The winery purchased an optical sorter for selecting the best berries after harvest. Stringent fruit selection will consist of manual selection in the vineyards, followed by post-destemming selection on a vibrating table, and the optical sorter as a last step. More static pumps will be purchased and technology for automatic temperature control. The winery will be renovated to optimize storage and bottle stacking. Two of the large oak casks will be replaced with smaller botte from manufacturer Garbellotto. “The idea is to move towards micro vinification,” says Tancredi.
Some replanting work will also take place in the vineyards, famously planted to the BBS11 Sangiovese clone. The estate’s oldest vineyards were planted in 1936 (that fruit usually goes to the Riserva). Tancredi’s grandfather Franco Biondi Santi completed significant replanting work in 2006 and 2007. Some 14 of the estate’s total 26 hectares are located just outside the winery perimeter at Tenuta Greppo. This area will be the focus of significant replanting efforts.
“We don’t want to think of the estate in terms of total surface area, but rather in terms of individual vines,” Olivier tells me: “Each plant is precious and we can optimize quality by being more precise.”
Another big change will be the late release of the Brunello di Montalcino Annata. Brunello is usually released five years after the harvest. Tenuta Biondi Santi will now wait six years instead. The 2013 Brunello di Montalcino will be released in January 2019. The estate will continue to sell the 2012 Brunello di Montalcino that is on the market now.
“We want to give more pleasure to our customers,” says Olivier: “Brunello needs to age and that’s the message we want to send.”
The Rosso di Montalcino Fascia Rosso (the so-called red banner special bottling) will be discontinued. Olivier says it caused too much confusion in the marketplace. Only produced four times in the estate’s history—in vintages 1989, 1992, 2002 and 2014—the Rosso di Montalcino Fascia Rosso with the red banner across the front label indicated that all fruit from the estate was downgraded to Rosso status (and no Brunello was made). The Fascia Rosso was cleverly started by Franco Biondi Santi to indicate a higher quality Rosso di Montalcino in what could be considered a bad vintage for Brunello. Even through the Fascia Rosso will be discontinued, the regular Rosso di Montalcino will continue to be produced as before.

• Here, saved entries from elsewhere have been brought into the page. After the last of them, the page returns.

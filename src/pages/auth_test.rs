use super::*;
use crate::util::validate::{INVALID_EMAIL, NO_EMAIL, NO_PASSWORD, PASSWORD_TOO_SHORT};

#[test]
fn validate_form_accepts_and_trims_valid_input() {
    let credentials = validate_form("  user@example.com  ", "hunter2").unwrap();
    assert_eq!(credentials.email, "user@example.com");
    assert_eq!(credentials.password, "hunter2");
}

#[test]
fn malformed_email_blocks_submission() {
    let errors = validate_form("not-an-email", "hunter2").unwrap_err();
    assert_eq!(errors.email, Some(INVALID_EMAIL));
    assert_eq!(errors.password, None);
}

#[test]
fn short_password_blocks_submission() {
    let errors = validate_form("user@example.com", "abcd").unwrap_err();
    assert_eq!(errors.email, None);
    assert_eq!(errors.password, Some(PASSWORD_TOO_SHORT));
}

#[test]
fn both_fields_report_when_both_invalid() {
    let errors = validate_form("", "").unwrap_err();
    assert_eq!(errors.email, Some(NO_EMAIL));
    assert_eq!(errors.password, Some(NO_PASSWORD));
}

#[test]
fn whitespace_only_email_counts_as_missing() {
    let errors = validate_form("   ", "hunter2").unwrap_err();
    assert_eq!(errors.email, Some(NO_EMAIL));
}

#[test]
fn password_is_not_trimmed() {
    // Leading/trailing spaces are legitimate password characters.
    let credentials = validate_form("user@example.com", "  pw  ").unwrap();
    assert_eq!(credentials.password, "  pw  ");
}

In terms of the top-shelf production, Tenuta Biondi Santi has created a vintage pairing package in which the newest release is sold to certain clients along with an older vintage. The current 2011 Brunello di Montalcino Riserva has been paired with the 1997 Brunello di Montalcino Riserva. “We wanted to tell the story of two vintages,” says Tancredi. “The pairing represents opposite choices. The 2011 Brunello di Montalcino Riserva was bottled recently but it has a different structure and concentration next to the beautifully evolved 1997 vintage.”
Important personnel changes are also underway at Tenuta Biondi Santi. The new Commercial Director is Giovanni Lai who has worked at Falesco and Tenute del Cerro in the past. The estate is now imported by Wilson Daniels in the United States.

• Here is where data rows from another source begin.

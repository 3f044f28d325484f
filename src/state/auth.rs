//! Auth form state: login/register mode and the last server rejection.
//!
//! DESIGN
//! ======
//! Mode-dependent copy and error lifecycle are methods on a plain struct,
//! keeping the page component down to wiring.

#[cfg(test)]
#[path = "auth_test.rs"]
mod auth_test;

/// Which flavor of the auth form is showing.
#[derive(Clone, Copy, Debug, Default, PartialEq, Eq)]
pub enum AuthMode {
    /// Existing account: submit runs the login call only.
    #[default]
    Login,
    /// New account: submit runs signup first, then login.
    Register,
}

impl AuthMode {
    /// Whether submit must run the signup call before logging in.
    pub fn requires_signup(self) -> bool {
        matches!(self, Self::Register)
    }

    /// Label on the submit button.
    pub fn submit_label(self) -> &'static str {
        match self {
            Self::Login => "Login",
            Self::Register => "Register",
        }
    }

    /// Copy on the mode-switch link under the form.
    pub fn toggle_label(self) -> &'static str {
        match self {
            Self::Login => "Don't have an account? Register",
            Self::Register => "Have an account? Login",
        }
    }
}

/// Auth page state shared via context: current mode plus the message from
/// the last rejected call.
#[derive(Clone, Debug, Default)]
pub struct AuthFormState {
    pub mode: AuthMode,
    /// Shown in the error alert while set.
    pub error: Option<String>,
}

impl AuthFormState {
    /// Flip login <-> register and drop any stale server error.
    pub fn toggle_mode(&mut self) {
        self.mode = match self.mode {
            AuthMode::Login => AuthMode::Register,
            AuthMode::Register => AuthMode::Login,
        };
        self.error = None;
    }

    /// Record a rejected call's message for the alert.
    pub fn set_error(&mut self, message: String) {
        self.error = Some(message);
    }

    /// Dismiss the alert.
    pub fn clear_error(&mut self) {
        self.error = None;
    }
}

My upcoming reviews from Biondi Santi will be published in Issue 235 at the end of February. Only the Biondi Santi 2015 Rosso di Montalcino was reviewed because that is the only new release to date. That wine will be released in June. At the moment, the current releases remain the 2012 Brunello di Montalcino Annata and the 2011 Brunello di Montalcino Riserva. I reviewed these wines last year and you can read my impressions here.
The next vintage will be the 2013 Brunello di Montalcino, to hit the market in January 2019.